A free summer seminar for experienced high school journalism advisers

From the 23 teachers who attended this workshop in July 2019, we have included Solutions Journalism Story Ideas, other Story Ideas for a whole range of topics and Tech Examples of something they learned, many of these for data visualization, plus some resources anyone can use in the future for these topics.

Embracing discomfort: How risking failure makes us, and our students, better

I’m really bad at being bad at things. When I suck at something, I avoid it. I try to find a way out of it. Sometimes I toil away at it secretly hoping to become brilliant and then to present my newly acquired skill publicly for all to admire. But secret toiling is not a lot of fun, so it doesn’t last long.

My student journalists are bad at being bad at things, too.

They would much rather do the thing they already know how to do than try something new and risk failure, or worse, humiliation. Plus, it’s way easier to keep doing the things you already do the way you’ve always done them, right?

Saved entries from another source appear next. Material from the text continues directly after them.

// SPDX-License-Identifier: Apache-2.0

//! Shared connection model: setting groups, structural equality, and the
//! verify dispatch.
//!
//! Grounded on the `NipartstateInterface` trait's public-entrypoint /
//! `_specific`-hook split (`nmstate/iface_trait.rs`): `Connection::verify`
//! is the public entrypoint, each setting's own verifier is the hook.

use crate::bond::{BondSetting, CompareFlags, VerifyContext, VerifyOutcome, verify as verify_bond};
use crate::error::{CoreError, ErrorKind};
use crate::wifi::security::{Ieee8021XConfig, WirelessConfig, WirelessSecurityConfig};

/// A single named setting group held by a [`Connection`].
#[derive(Debug, Clone, PartialEq)]
pub enum Setting {
    Bond(BondSetting),
    Wireless(WirelessConfig),
    WirelessSecurity(WirelessSecurityConfig),
    Ieee8021X(Ieee8021XConfig),
    /// Presence-only marker: this crate does not model the infiniband
    /// setting's fields, only whether one is attached (needed by the
    /// bond verifier's cross-setting rule).
    InfiniBand,
}

/// An ordered bag of setting groups, keyed by group name (`"bond"`,
/// `"802-11-wireless"`, `"802-11-wireless-security"`, `"802-1x"`,
/// `"infiniband"`).
#[derive(Debug, Clone, Default, PartialEq)]
pub struct Connection {
    settings: Vec<(String, Setting)>,
}

impl Connection {
    pub fn new() -> Self {
        Self::default()
    }

    pub fn get(&self, name: &str) -> Option<&Setting> {
        self.settings.iter().find(|(n, _)| n == name).map(|(_, s)| s)
    }

    pub fn get_mut(&mut self, name: &str) -> Option<&mut Setting> {
        self.settings
            .iter_mut()
            .find(|(n, _)| n == name)
            .map(|(_, s)| s)
    }

    /// Inserts or replaces the setting stored under `name`.
    pub fn set(&mut self, name: &str, setting: Setting) {
        if let Some(entry) = self.settings.iter_mut().find(|(n, _)| n == name) {
            entry.1 = setting;
        } else {
            self.settings.push((name.to_string(), setting));
        }
    }

    pub fn remove(&mut self, name: &str) -> Option<Setting> {
        let idx = self.settings.iter().position(|(n, _)| n == name)?;
        Some(self.settings.remove(idx).1)
    }

    pub fn bond(&self) -> Option<&BondSetting> {
        match self.get("bond") {
            Some(Setting::Bond(b)) => Some(b),
            _ => None,
        }
    }

    pub fn has_infiniband(&self) -> bool {
        matches!(self.get("infiniband"), Some(Setting::InfiniBand))
    }

    /// Verifies every setting this crate knows how to verify. Settings
    /// it does not model (e.g. a caller's own `connection`/`ipv4`
    /// groups) are ignored; their verification is the caller's
    /// responsibility.
    pub fn verify(&self, required_interface_name_ok: bool) -> Result<(), CoreError> {
        if let Some(bond) = self.bond() {
            let ctx = VerifyContext {
                has_infiniband: self.has_infiniband(),
                required_interface_name_ok,
            };
            match verify_bond(bond, ctx) {
                VerifyOutcome::Ok => {}
                VerifyOutcome::Normalizable(reason) => {
                    log::warn!("bond setting needs normalising: {reason:?}");
                    return Err(CoreError::bond(
                        ErrorKind::Normalizable,
                        format!("{reason:?}"),
                    ));
                }
                VerifyOutcome::Fatal(e) => return Err(e),
            }
        }
        Ok(())
    }

    /// Structural equality of the settings both connections share,
    /// parametrised by [`CompareFlags`] for the settings that support it
    /// (currently only `bond`). Other setting kinds always compare
    /// exactly.
    pub fn equal_under(&self, other: &Self, flags: CompareFlags) -> bool {
        if self.settings.len() != other.settings.len() {
            return false;
        }
        for (name, setting) in &self.settings {
            let Some(other_setting) = other.get(name) else {
                return false;
            };
            let equal = match (setting, other_setting) {
                (Setting::Bond(a), Setting::Bond(b)) => a.options_equal(b, flags),
                (a, b) => a == b,
            };
            if !equal {
                return false;
            }
        }
        true
    }
}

As a person, I know that discomfort is, well, uncomfortable. But as a teacher, I know that discomfort is necessary to growth. It’s part of that ed-speak term “productive struggle.” We have to feel a little uncomfortable to grow, to get better, to figure out what works and what doesn’t.

I tried to remind myself of that this morning as I reflected on an afternoon workshop on 360 video that left me thinking, “If we can’t figure this out, how on Earth will my kids?”

As I process all of the new things I want to share with them, I’m also thinking about how to make it accessible for them. Here are some initial thoughts:

360 video: Show them a few examples, then ask them to brainstorm interesting places/moments that most readers don’t get to see or experience. Think about how we might use this tech to take them there.

Audience engagement: Use a day at the beginning of the year to plan multi-platform coverage of a planned news event during the year. Brainstorm stories for before, during and after, and tie those stories to the best tools to tell them.

Building relationships: Brainstorm ways to show readers what we do. Strategize how to use social media effectively to share more about the process behind the scenes.

Data and Flourish: Give them a dataset that’s relevant to them (senior survey results from last year, for example). Challenge them to find stories in the data and create visualizations that tell those stories.

In the process of taking the new skill/tool/strategy and thinking about how I might present it to my students, it becomes a lot less… uncomfortable. So I guess that’s the takeaway here. Embrace the feeling of confusion, of impossibility, the sense that it’s all just out of reach. It’s my job to push my kids, to get them to struggle productively, and that means presenting them with new challenges and nudging them in the right direction.

In order to do that, I’m going to have to take risks and feel a little discomfort, too, and that’s a good thing.